YOUR INSTRUCTIONS. Would you please return every line from the listing that contains the word "book"?

..........

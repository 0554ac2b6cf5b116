//! Front-end synchronization step.
//!
//! After a deployment, keeps the front-end's address book and interface
//! descriptions consistent with the freshly deployed contract instances.
//! The whole step is gated by the `UPDATE_FRONT_END` environment flag and
//! aborts on the first failure; there is no retry.

use std::{env, path::PathBuf};

use anyhow::Context;
use tracing::{debug, info};

use crate::interface::ContractInterface;
use crate::registry::NetworkRegistry;

pub const UPDATE_FRONT_END_VAR: &str = "UPDATE_FRONT_END";
pub const CONSTANTS_DIR_VAR: &str = "FRONT_END_CONSTANTS_DIR";
pub const CHAIN_ID_VAR: &str = "CHAIN_ID";

/// Chain identifier of the local simulated chain.
pub const LOCAL_CHAIN_ID: &str = "31337";
/// File name of the address book inside the constants directory.
pub const MAPPING_FILE: &str = "networkMapping.json";

const DEFAULT_CONSTANTS_DIR: &str = "../frontend/constants";

/// Environment-derived configuration for the sync step.
#[derive(Debug, Clone)]
pub struct FrontEndConfig {
    /// Whether the step runs at all (`UPDATE_FRONT_END`).
    pub enabled: bool,
    /// Directory holding `networkMapping.json` and the interface files.
    pub constants_dir: PathBuf,
    /// Chain identifier the deployment targets.
    pub chain_id: String,
}

impl FrontEndConfig {
    pub fn from_env() -> Self {
        Self {
            enabled: truthy_env(UPDATE_FRONT_END_VAR),
            constants_dir: env::var(CONSTANTS_DIR_VAR)
                .unwrap_or_else(|_| DEFAULT_CONSTANTS_DIR.to_string())
                .into(),
            chain_id: env::var(CHAIN_ID_VAR).unwrap_or_else(|_| LOCAL_CHAIN_ID.to_string()),
        }
    }

    pub fn mapping_path(&self) -> PathBuf {
        self.constants_dir.join(MAPPING_FILE)
    }
}

fn truthy_env(var: &str) -> bool {
    matches!(
        env::var(var).unwrap_or_default().to_lowercase().as_str(),
        "true" | "1" | "yes"
    )
}

/// Register every deployed contract address under the configured chain id
/// and rewrite each contract's interface description. A no-op when the
/// step is disabled.
pub fn sync_front_end(
    config: &FrontEndConfig,
    deployed: &[(ContractInterface, String)],
) -> anyhow::Result<()> {
    if !config.enabled {
        debug!("front end update disabled, skipping");
        return Ok(());
    }

    info!(dir = %config.constants_dir.display(), "updating front end");
    let registry = NetworkRegistry::new(config.mapping_path());

    for (interface, address) in deployed {
        let contract = interface.contract_name.as_str();
        let added = registry
            .register(&config.chain_id, contract, address)
            .with_context(|| format!("failed to record {contract} deployment"))?;
        if added {
            info!(%contract, %address, chain_id = %config.chain_id, "recorded new deployment");
        } else {
            debug!(%contract, %address, "address already recorded");
        }

        let path = interface
            .write_to_dir(&config.constants_dir)
            .with_context(|| format!("failed to write interface for {contract}"))?;
        debug!(%contract, path = %path.display(), "interface written");
    }

    Ok(())
}

#[cfg(test)]
mod tests {
    use super::*;
    use crate::interface::marketplace_interface;
    use std::{fs, path::Path};

    fn config_in(dir: &Path, enabled: bool) -> FrontEndConfig {
        FrontEndConfig {
            enabled,
            constants_dir: dir.to_path_buf(),
            chain_id: LOCAL_CHAIN_ID.to_string(),
        }
    }

    #[test]
    fn disabled_step_touches_nothing() {
        let dir = tempfile::tempdir().unwrap();
        let config = config_in(dir.path(), false);

        // No mapping file exists; a disabled run must still succeed.
        sync_front_end(&config, &[(marketplace_interface(), "0xAAA".into())]).unwrap();

        assert!(!config.mapping_path().exists());
        assert!(!dir.path().join("NftMarketplace.json").exists());
    }

    #[test]
    fn enabled_step_records_address_and_writes_interface() {
        let dir = tempfile::tempdir().unwrap();
        let config = config_in(dir.path(), true);
        fs::write(config.mapping_path(), "{}").unwrap();

        sync_front_end(&config, &[(marketplace_interface(), "0xAAA".into())]).unwrap();

        let raw = fs::read_to_string(config.mapping_path()).unwrap();
        assert_eq!(raw, r#"{"31337":{"NftMarketplace":["0xAAA"]}}"#);
        assert!(dir.path().join("NftMarketplace.json").exists());
    }

    #[test]
    fn repeated_sync_is_idempotent() {
        let dir = tempfile::tempdir().unwrap();
        let config = config_in(dir.path(), true);
        fs::write(config.mapping_path(), "{}").unwrap();

        let deployed = [(marketplace_interface(), "0xAAA".to_string())];
        sync_front_end(&config, &deployed).unwrap();
        sync_front_end(&config, &deployed).unwrap();

        let raw = fs::read_to_string(config.mapping_path()).unwrap();
        assert_eq!(raw, r#"{"31337":{"NftMarketplace":["0xAAA"]}}"#);
    }

    #[test]
    fn missing_mapping_file_aborts_the_step() {
        let dir = tempfile::tempdir().unwrap();
        let config = config_in(dir.path(), true);

        let result = sync_front_end(&config, &[(marketplace_interface(), "0xAAA".into())]);
        assert!(result.is_err());
    }
}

..........

RESPONSE.
//! After a deployment, keeps the front-end's address book and interface
/// File name of the address book inside the constants directory.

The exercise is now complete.